ECLI:NL:RBDHA:2013:3642
Rechtbank Den Haag
- Proces-verbaal
- Rechtspraak.nl
Beroep tegen aanslag inkomstenbelasting en premie volksverzekeringen 2007
In deze zaak heeft de Rechtbank Den Haag op 29 maart 2013 uitspraak gedaan in een belastingzaak tussen eiser, een ondernemer die een sportschool exploiteert, en de inspecteur van de Belastingdienst. Eiser had bezwaar gemaakt tegen de aanslag inkomstenbelasting en premie volksverzekeringen voor het jaar 2007, waarbij een belastbaar inkomen van € 64.597 was vastgesteld. Eiser had in zijn aangifte een lager inkomen van € 25.629 opgegeven, maar de inspecteur baseerde de aanslag op gegevens uit voorgaande jaren, omdat eiser geen relevante nadere gegevens had verstrekt om zijn standpunt te onderbouwen.
Tijdens de zitting op 15 maart 2013 was eiser niet verschenen, ondanks dat hij tijdig was uitgenodigd. De rechtbank oordeelde dat de uitnodiging correct was verzonden en dat eiser niet had aangetoond waarom de aanslag te hoog zou zijn. De rechtbank concludeerde dat de door de inspecteur vastgestelde aanslag aannemelijk was, omdat eiser geen bewijs had geleverd voor zijn stellingen over het privégebruik van de auto en het urencriterium voor de zelfstandigenaftrek.

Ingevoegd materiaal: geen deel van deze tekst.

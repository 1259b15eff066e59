//! Error types.

use core::fmt;

/// Result type with the `sm2-pke` crate's [`Error`] type.
pub type Result<T> = core::result::Result<T, Error>;

/// SM2 encryption errors.
#[derive(Clone, Debug, Eq, PartialEq)]
#[non_exhaustive]
pub enum Error {
    /// ASN.1 DER error: the ciphertext is structurally malformed, has
    /// trailing bytes, or could not be encoded.
    Asn1(der::Error),

    /// An append would exceed the capacity of a buffered context.
    Capacity,

    /// The recomputed `C3` digest disagrees with the ciphertext's hash.
    ///
    /// The integrity check failed; the recovered plaintext has been
    /// discarded.
    HashMismatch,

    /// A length or range bound was violated: an oversized coordinate or
    /// `C2` field, a hash field that is not 32 bytes, an undersized
    /// output buffer, or a secret scalar byte string outside its field.
    Length,

    /// Plaintext length is outside the
    /// [`MIN_PLAINTEXT_SIZE`][crate::MIN_PLAINTEXT_SIZE] to
    /// [`MAX_PLAINTEXT_SIZE`][crate::MAX_PLAINTEXT_SIZE] range.
    PlaintextSize,

    /// The ephemeral point `C1` does not lie on the SM2 curve, or a key
    /// could not be decoded as a valid curve point.
    PointNotOnCurve,

    /// The fixed-length variant could not produce an ephemeral point with
    /// the requested DER size within its retry budget.
    RetriesExhausted,

    /// The random number generator failed to produce output.
    Rng,

    /// The derived keystream is all zero and cannot mask the message.
    ZeroKeystream,
}

impl fmt::Display for Error {
    fn fmt(&self, f: &mut fmt::Formatter<'_>) -> fmt::Result {
        match self {
            Error::Asn1(err) => write!(f, "ASN.1 error: {err}"),
            Error::Capacity => f.write_str("context buffer capacity exceeded"),
            Error::HashMismatch => f.write_str("ciphertext hash mismatch"),
            Error::Length => f.write_str("length out of range"),
            Error::PlaintextSize => f.write_str("plaintext size out of range"),
            Error::PointNotOnCurve => f.write_str("point not on curve"),
            Error::RetriesExhausted => f.write_str("fixed-length retries exhausted"),
            Error::Rng => f.write_str("RNG failure"),
            Error::ZeroKeystream => f.write_str("derived keystream is zero"),
        }
    }
}

impl From<der::Error> for Error {
    fn from(err: der::Error) -> Error {
        Error::Asn1(err)
    }
}

#[cfg(feature = "std")]
impl std::error::Error for Error {
    fn source(&self) -> Option<&(dyn std::error::Error + 'static)> {
        match self {
            Error::Asn1(err) => Some(err),
            _ => None,
        }
    }
}
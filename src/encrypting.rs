//! Support for SM2 encryption.
//!
//! ## Algorithm
//!
//! ```text
//! A1: pick a random number k in [1, n-1] via a random number generator
//! A2: calculate the elliptic curve point C1 = [k]G = (x1, y1)
//! A3: calculate the elliptic curve point S = [h]PB; for SM2 h = 1
//! A4: calculate the elliptic curve point [k]PB = (x2, y2)
//! A5: calculate t = KDF(x2 || y2, klen), return to A1 if t is all zero
//! A6: calculate C2 = M xor t
//! A7: calculate C3 = Hash(x2 || M || y2)
//! ```

use elliptic_curve::{ops::MulByGenerator, PrimeField};
use rand_core::CryptoRngCore;
use sm2::{AffinePoint, NonZeroScalar, ProjectivePoint, PublicKey, Scalar};
use sm3::{digest::Digest, Sm3};
use zeroize::{Zeroize, Zeroizing};

use crate::{
    cipher::{der_point_len, xy_bytes},
    kdf::kdf_xor,
    Cipher, Error, PointSize, Result, MAX_PLAINTEXT_SIZE, MIN_PLAINTEXT_SIZE,
};

#[cfg(feature = "alloc")]
use alloc::{borrow::Cow, boxed::Box, vec, vec::Vec};

/// Retry budget for hitting the requested DER point size.
const FIXLEN_TRIES: u32 = 200;

/// SM2 public key used for encrypting messages.
#[derive(Clone, Debug, Eq, PartialEq)]
pub struct EncryptingKey {
    public_key: PublicKey,
}

impl EncryptingKey {
    /// Create an encrypting key from a public key.
    pub fn new(public_key: PublicKey) -> Self {
        Self { public_key }
    }

    /// Create an encrypting key from an affine point.
    ///
    /// Returns an error if the point is the identity.
    pub fn from_affine(affine: AffinePoint) -> Result<Self> {
        PublicKey::from_affine(affine)
            .map(Self::new)
            .map_err(|_| Error::PointNotOnCurve)
    }

    /// Parse an encrypting key from a SEC1-encoded point.
    pub fn from_sec1_bytes(bytes: &[u8]) -> Result<Self> {
        PublicKey::from_sec1_bytes(bytes)
            .map(Self::new)
            .map_err(|_| Error::PointNotOnCurve)
    }

    /// Borrow the inner [`PublicKey`].
    pub fn public_key(&self) -> &PublicKey {
        &self.public_key
    }

    /// Borrow the inner [`AffinePoint`].
    pub fn as_affine(&self) -> &AffinePoint {
        self.public_key.as_affine()
    }

    /// Serialize this key as an uncompressed SEC1-encoded point.
    #[cfg(feature = "alloc")]
    pub fn to_sec1_bytes(&self) -> Box<[u8]> {
        self.public_key.to_sec1_bytes()
    }

    /// Encrypt `msg` into a [`Cipher`].
    ///
    /// `msg` must be [`MIN_PLAINTEXT_SIZE`]..=[`MAX_PLAINTEXT_SIZE`]
    /// bytes long.
    #[cfg(feature = "alloc")]
    pub fn encrypt<R: CryptoRngCore>(&self, rng: &mut R, msg: &[u8]) -> Result<Cipher<'static>> {
        self.encrypt_inner(rng, msg, None)
    }

    /// Encrypt `msg` into a [`Cipher`] whose ephemeral point encodes to
    /// exactly `point_size` DER bytes.
    ///
    /// The ephemeral scalar is redrawn until the coordinate INTEGERs of
    /// `C1` hit the requested size, trading a bounded number of redraws
    /// for a predictable wire footprint. Fails with
    /// [`Error::RetriesExhausted`] if 200 redraws were not enough.
    #[cfg(feature = "alloc")]
    pub fn encrypt_fixlen<R: CryptoRngCore>(
        &self,
        rng: &mut R,
        msg: &[u8],
        point_size: PointSize,
    ) -> Result<Cipher<'static>> {
        self.encrypt_inner(rng, msg, Some(point_size))
    }

    /// Encrypt `msg` into a [`Cipher`] borrowing `c2_buf` as the `C2`
    /// storage.
    ///
    /// `c2_buf` must be at least `msg.len()` bytes.
    pub fn encrypt_buf<'a, R: CryptoRngCore>(
        &self,
        rng: &mut R,
        msg: &[u8],
        c2_buf: &'a mut [u8],
    ) -> Result<Cipher<'a>> {
        let mut c1 = AffinePoint::IDENTITY;
        let mut c3 = [0u8; 32];
        let len = encrypt_into(&self.public_key, rng, msg, None, &mut c1, c2_buf, &mut c3)?;
        let c2 = &c2_buf[..len];

        #[cfg(feature = "alloc")]
        let c2 = Cow::Borrowed(c2);

        Ok(Cipher { c1, c2, c3 })
    }

    /// Encrypt `msg` and serialize the result as DER in one call.
    #[cfg(feature = "alloc")]
    pub fn encrypt_der<R: CryptoRngCore>(&self, rng: &mut R, msg: &[u8]) -> Result<Vec<u8>> {
        self.encrypt(rng, msg)?.to_der()
    }

    /// [`encrypt_fixlen`][Self::encrypt_fixlen] followed by DER
    /// serialization.
    #[cfg(feature = "alloc")]
    pub fn encrypt_der_fixlen<R: CryptoRngCore>(
        &self,
        rng: &mut R,
        msg: &[u8],
        point_size: PointSize,
    ) -> Result<Vec<u8>> {
        self.encrypt_fixlen(rng, msg, point_size)?.to_der()
    }

    #[cfg(feature = "alloc")]
    fn encrypt_inner<R: CryptoRngCore>(
        &self,
        rng: &mut R,
        msg: &[u8],
        point_size: Option<PointSize>,
    ) -> Result<Cipher<'static>> {
        let mut c1 = AffinePoint::IDENTITY;
        let mut c2 = vec![0; msg.len()];
        let mut c3 = [0u8; 32];
        encrypt_into(&self.public_key, rng, msg, point_size, &mut c1, &mut c2, &mut c3)?;
        Ok(Cipher {
            c1,
            c2: Cow::Owned(c2),
            c3,
        })
    }
}

impl From<PublicKey> for EncryptingKey {
    fn from(public_key: PublicKey) -> EncryptingKey {
        EncryptingKey::new(public_key)
    }
}

impl AsRef<AffinePoint> for EncryptingKey {
    fn as_ref(&self) -> &AffinePoint {
        self.as_affine()
    }
}

/// Core of the encryption transform: writes the three ciphertext
/// components into caller-provided buffers and returns the `C2` length.
fn encrypt_into<R: CryptoRngCore>(
    public_key: &PublicKey,
    rng: &mut R,
    msg: &[u8],
    point_size: Option<PointSize>,
    c1_out: &mut AffinePoint,
    c2_out: &mut [u8],
    c3_out: &mut [u8; 32],
) -> Result<usize> {
    if msg.len() < MIN_PLAINTEXT_SIZE || msg.len() > MAX_PLAINTEXT_SIZE {
        return Err(Error::PlaintextSize);
    }
    if c2_out.len() < msg.len() {
        return Err(Error::Length);
    }
    let c2_out = &mut c2_out[..msg.len()];

    // A3: S = [h]PB. The SM2 cofactor is 1, so S = PB, and `PublicKey`
    // already excludes the identity.
    let pb = ProjectivePoint::from(*public_key.as_affine());

    let mut digest = Sm3::new();
    let mut tries = FIXLEN_TRIES;
    loop {
        // A1: rand k in [1, n-1]
        let k = Zeroizing::new(next_k(rng)?);
        let k_scalar: &Scalar = (*k).as_ref();

        // A2: C1 = [k]G = (x1, y1)
        let kg = ProjectivePoint::mul_by_generator(k_scalar).to_affine();

        if let Some(size) = point_size {
            if der_point_len(&kg)? != size as usize {
                if tries == 0 {
                    return Err(Error::RetriesExhausted);
                }
                tries -= 1;
                continue;
            }
        }

        // A4: [k]PB = (x2, y2)
        let mut kp = (pb * k_scalar).to_affine();
        let x2y2 = Zeroizing::new(xy_bytes(&kp)?);
        kp.zeroize();

        // A5, A6: t = KDF(x2 || y2, klen); C2 = M xor t
        kdf_xor(&mut digest, &x2y2, msg, c2_out);

        // an all-zero t leaves C2 == M; redraw k
        if c2_out[..] == msg[..] {
            continue;
        }

        *c1_out = kg;

        // A7: C3 = Hash(x2 || M || y2)
        Digest::update(&mut digest, &x2y2[..32]);
        Digest::update(&mut digest, msg);
        Digest::update(&mut digest, &x2y2[32..]);
        *c3_out = digest.finalize_reset().into();

        return Ok(msg.len());
    }
}

/// Rejection-sample an ephemeral scalar uniform in `[1, n-1]`.
fn next_k<R: CryptoRngCore>(rng: &mut R) -> Result<NonZeroScalar> {
    loop {
        let mut bytes = [0u8; 32];
        rng.try_fill_bytes(&mut bytes).map_err(|_| Error::Rng)?;
        let scalar = Option::<Scalar>::from(Scalar::from_repr(bytes.into()));
        bytes.zeroize();

        if let Some(scalar) = scalar {
            if let Some(k) = Option::<NonZeroScalar>::from(NonZeroScalar::new(scalar)) {
                return Ok(k);
            }
        }
    }
}
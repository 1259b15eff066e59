//! Buffered SM2 encryption and decryption contexts.
//!
//! SM2 encryption is a one-shot transform, not an incremental mode, so
//! these contexts are bounded accumulators: [`update`][EncryptContext::update]
//! collects input chunks and `finish` runs the one-shot transform over
//! everything collected. The accumulated total is subject to the same
//! bounds as the one-shot API.
//!
//! `finish` consumes the context, so a context cannot be reused; create a
//! new one for the next message. Buffers are wiped when the context is
//! dropped.

use core::fmt::{self, Debug};

use rand_core::CryptoRngCore;
use zeroize::{Zeroize, ZeroizeOnDrop};

use crate::{
    Cipher, DecryptingKey, EncryptingKey, Error, Result, MAX_CIPHERTEXT_SIZE, MAX_PLAINTEXT_SIZE,
};

#[cfg(feature = "alloc")]
use alloc::vec::Vec;

/// Buffered encryption context: accumulates plaintext chunks, then
/// encrypts them as a single message.
pub struct EncryptContext {
    key: EncryptingKey,
    buf: [u8; MAX_PLAINTEXT_SIZE],
    buf_size: usize,
}

impl EncryptContext {
    /// Largest possible output of [`finish_into`][Self::finish_into];
    /// size the output buffer from this constant.
    pub const MAX_OUTPUT_LEN: usize = MAX_CIPHERTEXT_SIZE;

    /// Create a context encrypting to `key` with an empty buffer.
    pub fn new(key: EncryptingKey) -> Self {
        Self {
            key,
            buf: [0u8; MAX_PLAINTEXT_SIZE],
            buf_size: 0,
        }
    }

    /// Append plaintext to the context.
    ///
    /// Fails with [`Error::Capacity`] if the accumulated plaintext would
    /// exceed [`MAX_PLAINTEXT_SIZE`].
    pub fn update(&mut self, input: &[u8]) -> Result<()> {
        if input.len() > MAX_PLAINTEXT_SIZE - self.buf_size {
            return Err(Error::Capacity);
        }
        self.buf[self.buf_size..self.buf_size + input.len()].copy_from_slice(input);
        self.buf_size += input.len();
        Ok(())
    }

    /// Append the trailing `input` and encrypt the accumulated plaintext,
    /// returning the DER-encoded ciphertext.
    ///
    /// If nothing was accumulated, `input` is encrypted directly.
    #[cfg(feature = "alloc")]
    pub fn finish<R: CryptoRngCore>(mut self, rng: &mut R, input: &[u8]) -> Result<Vec<u8>> {
        if self.buf_size == 0 {
            return self.key.encrypt_der(rng, input);
        }
        self.update(input)?;
        self.key.encrypt_der(rng, &self.buf[..self.buf_size])
    }

    /// Like [`finish`][Self::finish], writing the DER-encoded ciphertext
    /// into `out` and returning its length.
    pub fn finish_into<R: CryptoRngCore>(
        mut self,
        rng: &mut R,
        input: &[u8],
        out: &mut [u8],
    ) -> Result<usize> {
        let mut c2_buf = [0u8; MAX_PLAINTEXT_SIZE];
        let cipher = if self.buf_size == 0 {
            self.key.encrypt_buf(rng, input, &mut c2_buf)?
        } else {
            self.update(input)?;
            self.key.encrypt_buf(rng, &self.buf[..self.buf_size], &mut c2_buf)?
        };
        Ok(cipher.encode_to_slice(out)?.len())
    }
}

impl Debug for EncryptContext {
    fn fmt(&self, f: &mut fmt::Formatter<'_>) -> fmt::Result {
        f.debug_struct("EncryptContext")
            .field("key", &self.key)
            .field("buf_size", &self.buf_size)
            .finish_non_exhaustive()
    }
}

impl Drop for EncryptContext {
    fn drop(&mut self) {
        self.buf.zeroize();
        self.buf_size = 0;
    }
}

impl ZeroizeOnDrop for EncryptContext {}

/// Buffered decryption context: accumulates DER ciphertext chunks, then
/// decrypts them as a single ciphertext.
pub struct DecryptContext {
    key: DecryptingKey,
    buf: [u8; MAX_CIPHERTEXT_SIZE],
    buf_size: usize,
}

impl DecryptContext {
    /// Largest possible output of [`finish_into`][Self::finish_into];
    /// size the output buffer from this constant.
    pub const MAX_OUTPUT_LEN: usize = MAX_PLAINTEXT_SIZE;

    /// Create a context decrypting with `key`, with an empty buffer.
    pub fn new(key: DecryptingKey) -> Self {
        Self {
            key,
            buf: [0u8; MAX_CIPHERTEXT_SIZE],
            buf_size: 0,
        }
    }

    /// Append ciphertext to the context.
    ///
    /// Fails with [`Error::Capacity`] if the accumulated ciphertext would
    /// exceed [`MAX_CIPHERTEXT_SIZE`].
    pub fn update(&mut self, input: &[u8]) -> Result<()> {
        if input.len() > MAX_CIPHERTEXT_SIZE - self.buf_size {
            return Err(Error::Capacity);
        }
        self.buf[self.buf_size..self.buf_size + input.len()].copy_from_slice(input);
        self.buf_size += input.len();
        Ok(())
    }

    /// Append the trailing `input` and decrypt the accumulated
    /// DER-encoded ciphertext, returning the plaintext.
    ///
    /// If nothing was accumulated, `input` is decrypted directly.
    #[cfg(feature = "alloc")]
    pub fn finish(mut self, input: &[u8]) -> Result<Vec<u8>> {
        if self.buf_size == 0 {
            if input.is_empty() || input.len() > MAX_CIPHERTEXT_SIZE {
                return Err(Error::Length);
            }
            return self.key.decrypt_der(input);
        }
        self.update(input)?;
        self.key.decrypt_der(&self.buf[..self.buf_size])
    }

    /// Like [`finish`][Self::finish], writing the plaintext into `out`
    /// and returning its length.
    pub fn finish_into(mut self, input: &[u8], out: &mut [u8]) -> Result<usize> {
        let der = if self.buf_size == 0 {
            if input.is_empty() || input.len() > MAX_CIPHERTEXT_SIZE {
                return Err(Error::Length);
            }
            input
        } else {
            self.update(input)?;
            &self.buf[..self.buf_size]
        };
        let cipher = Cipher::from_der(der)?;
        self.key.decrypt_into(&cipher, out)
    }
}

impl Debug for DecryptContext {
    fn fmt(&self, f: &mut fmt::Formatter<'_>) -> fmt::Result {
        f.debug_struct("DecryptContext")
            .field("key", &self.key)
            .field("buf_size", &self.buf_size)
            .finish_non_exhaustive()
    }
}

impl Drop for DecryptContext {
    fn drop(&mut self) {
        self.buf.zeroize();
        self.buf_size = 0;
    }
}

impl ZeroizeOnDrop for DecryptContext {}
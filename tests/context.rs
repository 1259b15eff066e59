#![cfg(all(feature = "alloc", feature = "getrandom"))]

use hex_literal::hex;
use proptest::prelude::*;
use rand_core::OsRng;

use sm2_pke::{
    DecryptContext, DecryptingKey, EncryptContext, Error, MAX_CIPHERTEXT_SIZE, MAX_PLAINTEXT_SIZE,
};

const PRIVATE_KEY: [u8; 32] =
    hex!("3DDD2A3679BF6F1DFC3B49D3E99114718E48EC170EB4E4D3A82052DAB19E8B50");

fn decrypting_key() -> DecryptingKey {
    DecryptingKey::from_slice(&PRIVATE_KEY).unwrap()
}

#[test]
fn chunked_encrypt_decrypts_to_whole_message() {
    let dk = decrypting_key();

    let mut ctx = EncryptContext::new(dk.encrypting_key().clone());
    ctx.update(b"encryption").unwrap();
    ctx.update(b" ").unwrap();
    let der = ctx.finish(&mut OsRng, b"standard").unwrap();

    assert_eq!(dk.decrypt_der(&der).unwrap(), b"encryption standard");
}

#[test]
fn finish_with_empty_buffer_encrypts_input_directly() {
    let dk = decrypting_key();

    let ctx = EncryptContext::new(dk.encrypting_key().clone());
    let der = ctx.finish(&mut OsRng, b"one-shot").unwrap();
    assert_eq!(dk.decrypt_der(&der).unwrap(), b"one-shot");
}

#[test]
fn finish_with_no_input_at_all_fails() {
    let dk = decrypting_key();

    let ctx = EncryptContext::new(dk.encrypting_key().clone());
    assert_eq!(ctx.finish(&mut OsRng, &[]), Err(Error::PlaintextSize));

    let ctx = DecryptContext::new(decrypting_key());
    assert_eq!(ctx.finish(&[]), Err(Error::Length));
}

#[test]
fn encrypt_context_enforces_capacity() {
    let dk = decrypting_key();

    let mut ctx = EncryptContext::new(dk.encrypting_key().clone());
    ctx.update(&[0u8; MAX_PLAINTEXT_SIZE]).unwrap();
    assert_eq!(ctx.update(&[0u8]), Err(Error::Capacity));

    // the failed append leaves the buffer usable
    let der = ctx.finish(&mut OsRng, &[]).unwrap();
    assert_eq!(dk.decrypt_der(&der).unwrap(), vec![0u8; MAX_PLAINTEXT_SIZE]);
}

#[test]
fn decrypt_context_enforces_capacity() {
    let mut ctx = DecryptContext::new(decrypting_key());
    ctx.update(&[0u8; MAX_CIPHERTEXT_SIZE]).unwrap();
    assert_eq!(ctx.update(&[0u8]), Err(Error::Capacity));
}

#[test]
fn chunked_decrypt_round_trip() {
    let dk = decrypting_key();
    let der = dk
        .encrypting_key()
        .encrypt_der(&mut OsRng, b"split ciphertext")
        .unwrap();

    let (head, tail) = der.split_at(der.len() / 2);
    let mut ctx = DecryptContext::new(decrypting_key());
    ctx.update(head).unwrap();
    assert_eq!(ctx.finish(tail).unwrap(), b"split ciphertext");
}

#[test]
fn finish_into_respects_max_output_len() {
    let dk = decrypting_key();
    let msg = [0xabu8; MAX_PLAINTEXT_SIZE];

    let mut ctx = EncryptContext::new(dk.encrypting_key().clone());
    ctx.update(&msg).unwrap();
    let mut der_buf = [0u8; EncryptContext::MAX_OUTPUT_LEN];
    let der_len = ctx.finish_into(&mut OsRng, &[], &mut der_buf).unwrap();
    assert!(der_len <= EncryptContext::MAX_OUTPUT_LEN);

    let mut ctx = DecryptContext::new(decrypting_key());
    let mut msg_buf = [0u8; DecryptContext::MAX_OUTPUT_LEN];
    let msg_len = ctx.finish_into(&der_buf[..der_len], &mut msg_buf).unwrap();
    assert_eq!(&msg_buf[..msg_len], &msg[..]);
}

proptest! {
    #![proptest_config(ProptestConfig::with_cases(16))]

    #[test]
    fn streaming_equivalence(
        msg in proptest::collection::vec(any::<u8>(), 1..=MAX_PLAINTEXT_SIZE),
        split in any::<prop::sample::Index>(),
    ) {
        let dk = decrypting_key();
        let at = split.index(msg.len() + 1);
        let (head, tail) = msg.split_at(at.min(msg.len()));

        let mut ctx = EncryptContext::new(dk.encrypting_key().clone());
        ctx.update(head).unwrap();
        let der = ctx.finish(&mut OsRng, tail).unwrap();

        prop_assert_eq!(dk.decrypt_der(&der).unwrap(), msg);
    }
}
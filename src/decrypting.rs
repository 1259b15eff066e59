//! Support for SM2 decryption.
//!
//! ## Algorithm
//!
//! ```text
//! B1: get C1 from C and verify it satisfies the curve equation
//! B2: calculate the elliptic curve point S = [h]C1; for SM2 h = 1
//! B3: calculate [dB]C1 = (x2, y2)
//! B4: calculate t = KDF(x2 || y2, klen), error if t is all zero
//! B5: calculate M' = C2 xor t
//! B6: calculate u = Hash(x2 || M' || y2), error if u != C3
//! ```

use core::fmt::{self, Debug};

use elliptic_curve::subtle::{Choice, ConstantTimeEq};
use sm2::{FieldBytes, NonZeroScalar, ProjectivePoint, PublicKey, SecretKey};
use sm3::{digest::Digest, Sm3};
use zeroize::{Zeroize, ZeroizeOnDrop, Zeroizing};

use crate::{cipher::xy_bytes, kdf::kdf_xor, Cipher, EncryptingKey, Error, Result};

#[cfg(feature = "alloc")]
use alloc::{vec, vec::Vec};

/// SM2 secret key used for decrypting messages.
///
/// The secret scalar is zeroized on drop.
#[derive(Clone)]
pub struct DecryptingKey {
    /// Secret key.
    secret_scalar: NonZeroScalar,

    /// Encrypting key for this decrypting key.
    encrypting_key: EncryptingKey,
}

impl DecryptingKey {
    /// Create a decrypting key from a secret key.
    pub fn new(secret_key: &SecretKey) -> Self {
        Self::from_nonzero_scalar(secret_key.to_nonzero_scalar())
    }

    /// Parse a decrypting key from big endian-encoded bytes.
    pub fn from_bytes(bytes: &FieldBytes) -> Result<Self> {
        Self::from_slice(bytes)
    }

    /// Parse a decrypting key from a big endian-encoded byte slice
    /// containing a secret scalar value.
    pub fn from_slice(slice: &[u8]) -> Result<Self> {
        let secret_scalar = NonZeroScalar::try_from(slice).map_err(|_| Error::Length)?;
        Ok(Self::from_nonzero_scalar(secret_scalar))
    }

    /// Create a decrypting key from a non-zero scalar.
    pub fn from_nonzero_scalar(secret_scalar: NonZeroScalar) -> Self {
        let encrypting_key = EncryptingKey::new(PublicKey::from_secret_scalar(&secret_scalar));
        Self {
            secret_scalar,
            encrypting_key,
        }
    }

    /// Serialize as bytes.
    pub fn to_bytes(&self) -> FieldBytes {
        self.secret_scalar.to_bytes()
    }

    /// Borrow the secret [`NonZeroScalar`] value for this key.
    ///
    /// # ⚠️ Warning
    ///
    /// This value is key material.
    ///
    /// Please treat it with the care it deserves!
    pub fn as_nonzero_scalar(&self) -> &NonZeroScalar {
        &self.secret_scalar
    }

    /// Get the [`EncryptingKey`] which corresponds to this
    /// [`DecryptingKey`].
    pub fn encrypting_key(&self) -> &EncryptingKey {
        &self.encrypting_key
    }

    /// Decrypt the [`Cipher`], allocating the plaintext.
    #[cfg(feature = "alloc")]
    pub fn decrypt(&self, cipher: &Cipher<'_>) -> Result<Vec<u8>> {
        let mut out = vec![0; cipher.c2().len()];
        self.decrypt_into(cipher, &mut out)?;
        Ok(out)
    }

    /// Decrypt the [`Cipher`] into `out`, returning the plaintext length
    /// (always the `C2` length).
    ///
    /// `out` must be at least `cipher.c2().len()` bytes; on a failed
    /// integrity check it is wiped and [`Error::HashMismatch`] returned.
    pub fn decrypt_into(&self, cipher: &Cipher<'_>, out: &mut [u8]) -> Result<usize> {
        decrypt_into(&self.secret_scalar, cipher, out)
    }

    /// Parse a DER-encoded ciphertext and decrypt it in one call.
    ///
    /// Rejects any trailing bytes after the outer SEQUENCE.
    #[cfg(feature = "alloc")]
    pub fn decrypt_der(&self, der: &[u8]) -> Result<Vec<u8>> {
        self.decrypt(&Cipher::from_der(der)?)
    }
}

//
// Other trait impls
//

impl ConstantTimeEq for DecryptingKey {
    fn ct_eq(&self, other: &Self) -> Choice {
        self.secret_scalar.ct_eq(&other.secret_scalar)
    }
}

impl Debug for DecryptingKey {
    fn fmt(&self, f: &mut fmt::Formatter<'_>) -> fmt::Result {
        f.debug_struct("DecryptingKey")
            .field("encrypting_key", &self.encrypting_key)
            .finish_non_exhaustive()
    }
}

impl Drop for DecryptingKey {
    fn drop(&mut self) {
        self.secret_scalar.zeroize();
    }
}

impl ZeroizeOnDrop for DecryptingKey {}

/// Constant-time comparison
impl Eq for DecryptingKey {}
impl PartialEq for DecryptingKey {
    fn eq(&self, other: &DecryptingKey) -> bool {
        self.ct_eq(other).into()
    }
}

/// Core of the decryption transform.
fn decrypt_into(
    secret_scalar: &NonZeroScalar,
    cipher: &Cipher<'_>,
    out: &mut [u8],
) -> Result<usize> {
    let c2 = cipher.c2();
    if out.len() < c2.len() {
        return Err(Error::Length);
    }
    let out = &mut out[..c2.len()];

    // B1 is established by `Cipher`'s invariant: parsing validates curve
    // membership and encryption produces the point itself.
    // B2: S = [h]C1; the SM2 cofactor is 1, nothing to check.

    // B3: [dB]C1 = (x2, y2)
    let c1 = ProjectivePoint::from(*cipher.c1());
    let mut kp = (c1 * secret_scalar.as_ref()).to_affine();
    let x2y2 = Zeroizing::new(xy_bytes(&kp)?);
    kp.zeroize();

    // B4, B5: t = KDF(x2 || y2, klen); M' = C2 xor t
    let mut digest = Sm3::new();
    kdf_xor(&mut digest, &x2y2, c2, out);

    // an all-zero t leaves M' == C2
    if out[..] == c2[..] {
        return Err(Error::ZeroKeystream);
    }

    // B6: u = Hash(x2 || M' || y2)
    Digest::update(&mut digest, &x2y2[..32]);
    Digest::update(&mut digest, &*out);
    Digest::update(&mut digest, &x2y2[32..]);
    let u: [u8; 32] = digest.finalize_reset().into();

    if !bool::from(u[..].ct_eq(&cipher.c3()[..])) {
        out.zeroize();
        return Err(Error::HashMismatch);
    }

    Ok(out.len())
}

De rechtbank verklaarde het beroep ongegrond en zag geen aanleiding voor een proceskostenveroordeling. De uitspraak is openbaar gedaan en partijen hebben de mogelijkheid om binnen zes weken hoger beroep in te stellen bij het gerechtshof Den Haag. De rechtbank benadrukte dat bij het indienen van hoger beroep een afschrift van de uitspraak moet worden overgelegd en dat het beroepschrift aan bepaalde vereisten moet voldoen.